(Collected data entries)

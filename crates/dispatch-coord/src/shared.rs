//! Shared-state handles for the two mutable collections.
//!
//! The order ledger and fleet registry are the only shared mutable state in
//! the system.  One mutex per collection is sufficient at expected fleet
//! sizes (tens of drivers, not millions); no per-record locking.
//!
//! Lock ordering: when both are needed, take the ledger first, then the
//! fleet.  Never hold either across an `.await`.

use std::sync::Arc;

use parking_lot::Mutex;

use dispatch_fleet::FleetRegistry;
use dispatch_orders::OrderLedger;

/// The order ledger, shared between the coordinator and the presentation layer.
pub type SharedLedger = Arc<Mutex<OrderLedger>>;

/// The fleet registry, shared between the coordinator and the tick scheduler.
pub type SharedFleet = Arc<Mutex<FleetRegistry>>;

__BRIEF__
Exact copies of every record are required, so retype them in full.

__EXERCISE ANSWER__
filename crates/dispatch-coord/src/shared.rs
//! Shared-state handles for the two mutable collections.
//!
//! The order ledger and fleet registry are the only shared mutable state in
//! the system.  One mutex per collection is sufficient at expected fleet
//! sizes (tens of drivers, not millions); no per-record locking.
//!
//! Lock ordering: when both are needed, take the ledger first, then the
//! fleet.  Never hold either across an `.await`.

use std::sync::Arc;

use parking_lot::Mutex;

use dispatch_fleet::FleetRegistry;
use dispatch_orders::OrderLedger;

/// The order ledger, shared between the coordinator and the presentation layer.
pub type SharedLedger = Arc<Mutex<OrderLedger>>;

/// The fleet registry, shared between the coordinator and the tick scheduler.
pub type SharedFleet = Arc<Mutex<FleetRegistry>>;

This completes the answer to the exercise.